BEGIN

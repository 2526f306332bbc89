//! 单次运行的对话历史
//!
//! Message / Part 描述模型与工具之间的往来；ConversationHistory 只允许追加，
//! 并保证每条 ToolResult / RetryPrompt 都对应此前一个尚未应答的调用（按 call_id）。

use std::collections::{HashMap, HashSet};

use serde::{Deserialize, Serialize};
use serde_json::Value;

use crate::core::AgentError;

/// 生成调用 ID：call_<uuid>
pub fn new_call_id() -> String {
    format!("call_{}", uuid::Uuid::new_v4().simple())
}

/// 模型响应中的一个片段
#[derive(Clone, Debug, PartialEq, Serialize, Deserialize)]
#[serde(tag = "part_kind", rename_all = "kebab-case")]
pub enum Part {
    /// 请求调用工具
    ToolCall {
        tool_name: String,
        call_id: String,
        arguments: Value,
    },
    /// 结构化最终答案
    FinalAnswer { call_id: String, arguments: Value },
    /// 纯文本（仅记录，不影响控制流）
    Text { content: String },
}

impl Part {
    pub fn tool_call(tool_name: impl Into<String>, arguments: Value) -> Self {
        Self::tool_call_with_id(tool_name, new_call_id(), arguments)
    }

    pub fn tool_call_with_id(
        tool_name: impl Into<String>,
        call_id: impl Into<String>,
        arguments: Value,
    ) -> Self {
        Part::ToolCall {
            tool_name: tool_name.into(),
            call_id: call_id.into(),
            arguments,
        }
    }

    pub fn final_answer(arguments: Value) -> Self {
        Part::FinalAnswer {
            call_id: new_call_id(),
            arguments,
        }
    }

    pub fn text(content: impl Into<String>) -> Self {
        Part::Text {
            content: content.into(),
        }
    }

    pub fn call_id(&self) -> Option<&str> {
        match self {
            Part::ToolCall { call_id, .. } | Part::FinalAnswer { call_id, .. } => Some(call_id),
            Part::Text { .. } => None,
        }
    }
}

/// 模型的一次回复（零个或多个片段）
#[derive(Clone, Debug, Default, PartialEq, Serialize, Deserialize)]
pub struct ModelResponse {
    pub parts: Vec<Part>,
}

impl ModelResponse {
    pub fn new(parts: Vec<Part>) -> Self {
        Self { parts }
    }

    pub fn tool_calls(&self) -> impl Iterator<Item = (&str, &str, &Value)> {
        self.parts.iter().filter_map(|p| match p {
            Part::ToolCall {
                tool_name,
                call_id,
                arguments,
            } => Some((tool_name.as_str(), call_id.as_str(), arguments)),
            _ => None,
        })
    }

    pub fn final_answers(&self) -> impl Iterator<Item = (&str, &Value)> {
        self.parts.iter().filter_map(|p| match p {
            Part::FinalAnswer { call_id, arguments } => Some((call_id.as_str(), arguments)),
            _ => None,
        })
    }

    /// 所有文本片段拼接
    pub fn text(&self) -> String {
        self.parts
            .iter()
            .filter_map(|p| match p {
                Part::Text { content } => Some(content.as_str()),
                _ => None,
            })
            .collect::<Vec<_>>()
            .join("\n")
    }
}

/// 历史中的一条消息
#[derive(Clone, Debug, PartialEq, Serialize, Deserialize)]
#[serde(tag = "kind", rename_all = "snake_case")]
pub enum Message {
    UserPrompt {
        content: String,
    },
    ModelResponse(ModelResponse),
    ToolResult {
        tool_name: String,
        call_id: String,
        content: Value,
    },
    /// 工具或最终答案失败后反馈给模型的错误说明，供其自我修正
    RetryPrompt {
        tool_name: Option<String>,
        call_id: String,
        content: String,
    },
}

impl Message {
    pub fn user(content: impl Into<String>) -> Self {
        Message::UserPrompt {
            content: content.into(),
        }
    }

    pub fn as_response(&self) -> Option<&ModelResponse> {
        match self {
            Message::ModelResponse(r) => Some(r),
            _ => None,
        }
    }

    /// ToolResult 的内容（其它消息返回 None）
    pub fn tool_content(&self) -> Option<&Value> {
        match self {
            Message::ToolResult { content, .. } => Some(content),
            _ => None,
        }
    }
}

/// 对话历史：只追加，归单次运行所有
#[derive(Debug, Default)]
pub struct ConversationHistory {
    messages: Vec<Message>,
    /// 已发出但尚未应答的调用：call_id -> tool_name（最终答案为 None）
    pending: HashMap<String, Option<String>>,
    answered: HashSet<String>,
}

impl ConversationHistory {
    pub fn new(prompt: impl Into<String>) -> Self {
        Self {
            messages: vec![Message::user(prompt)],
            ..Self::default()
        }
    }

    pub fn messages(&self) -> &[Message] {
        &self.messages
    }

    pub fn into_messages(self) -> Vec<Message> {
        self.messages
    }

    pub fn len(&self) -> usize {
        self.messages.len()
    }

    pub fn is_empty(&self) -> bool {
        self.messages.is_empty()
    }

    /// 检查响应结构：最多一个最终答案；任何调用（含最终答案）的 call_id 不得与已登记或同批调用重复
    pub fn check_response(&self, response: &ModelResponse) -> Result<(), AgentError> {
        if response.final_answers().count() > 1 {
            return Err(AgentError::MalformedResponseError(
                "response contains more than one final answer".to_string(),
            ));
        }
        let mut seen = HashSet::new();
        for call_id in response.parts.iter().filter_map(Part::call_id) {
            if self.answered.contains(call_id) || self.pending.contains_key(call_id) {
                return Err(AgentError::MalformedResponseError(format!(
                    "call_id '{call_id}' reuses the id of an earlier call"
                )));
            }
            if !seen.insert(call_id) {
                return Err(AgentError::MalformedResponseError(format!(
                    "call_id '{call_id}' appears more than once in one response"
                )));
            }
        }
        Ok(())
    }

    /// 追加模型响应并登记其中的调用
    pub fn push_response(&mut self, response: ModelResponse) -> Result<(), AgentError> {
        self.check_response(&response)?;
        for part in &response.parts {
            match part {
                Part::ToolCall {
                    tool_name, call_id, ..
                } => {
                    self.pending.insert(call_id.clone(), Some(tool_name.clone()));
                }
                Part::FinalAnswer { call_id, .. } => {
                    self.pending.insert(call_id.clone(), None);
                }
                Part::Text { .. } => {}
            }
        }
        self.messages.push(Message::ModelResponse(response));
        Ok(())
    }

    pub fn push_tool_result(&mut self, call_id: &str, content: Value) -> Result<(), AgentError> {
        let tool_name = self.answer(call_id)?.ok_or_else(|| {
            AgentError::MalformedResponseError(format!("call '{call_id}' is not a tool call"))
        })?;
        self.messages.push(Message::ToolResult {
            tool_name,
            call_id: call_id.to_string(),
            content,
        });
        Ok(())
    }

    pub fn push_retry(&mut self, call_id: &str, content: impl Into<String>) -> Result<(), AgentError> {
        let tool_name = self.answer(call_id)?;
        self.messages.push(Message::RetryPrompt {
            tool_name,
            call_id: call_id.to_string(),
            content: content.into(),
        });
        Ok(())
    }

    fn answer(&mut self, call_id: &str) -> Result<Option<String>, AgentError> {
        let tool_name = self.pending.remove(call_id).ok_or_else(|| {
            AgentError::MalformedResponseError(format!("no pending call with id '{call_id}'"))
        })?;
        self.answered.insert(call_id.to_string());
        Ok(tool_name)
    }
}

END
BEGIN

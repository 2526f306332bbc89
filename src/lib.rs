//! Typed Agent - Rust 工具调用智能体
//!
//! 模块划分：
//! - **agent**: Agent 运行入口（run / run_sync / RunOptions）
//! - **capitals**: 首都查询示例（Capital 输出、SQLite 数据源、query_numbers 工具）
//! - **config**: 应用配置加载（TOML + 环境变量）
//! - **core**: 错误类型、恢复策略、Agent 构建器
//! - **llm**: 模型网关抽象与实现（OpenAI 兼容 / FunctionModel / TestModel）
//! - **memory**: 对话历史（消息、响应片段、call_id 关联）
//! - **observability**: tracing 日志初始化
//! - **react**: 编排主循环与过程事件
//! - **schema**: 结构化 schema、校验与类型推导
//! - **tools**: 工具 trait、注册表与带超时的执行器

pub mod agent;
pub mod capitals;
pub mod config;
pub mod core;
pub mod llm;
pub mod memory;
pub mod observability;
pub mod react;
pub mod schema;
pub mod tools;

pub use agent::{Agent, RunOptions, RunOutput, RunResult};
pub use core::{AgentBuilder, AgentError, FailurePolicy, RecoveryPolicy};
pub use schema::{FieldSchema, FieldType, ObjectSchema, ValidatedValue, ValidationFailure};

END

_HOW TO COMPLETE THIS TASK_:
In the listing, find every line containing the word "Iterator" and list it.

_REPLY_:
    pub fn tool_calls(&self) -> impl Iterator<Item = (&str, &str, &Value)> {
    pub fn final_answers(&self) -> impl Iterator<Item = (&str, &Value)> {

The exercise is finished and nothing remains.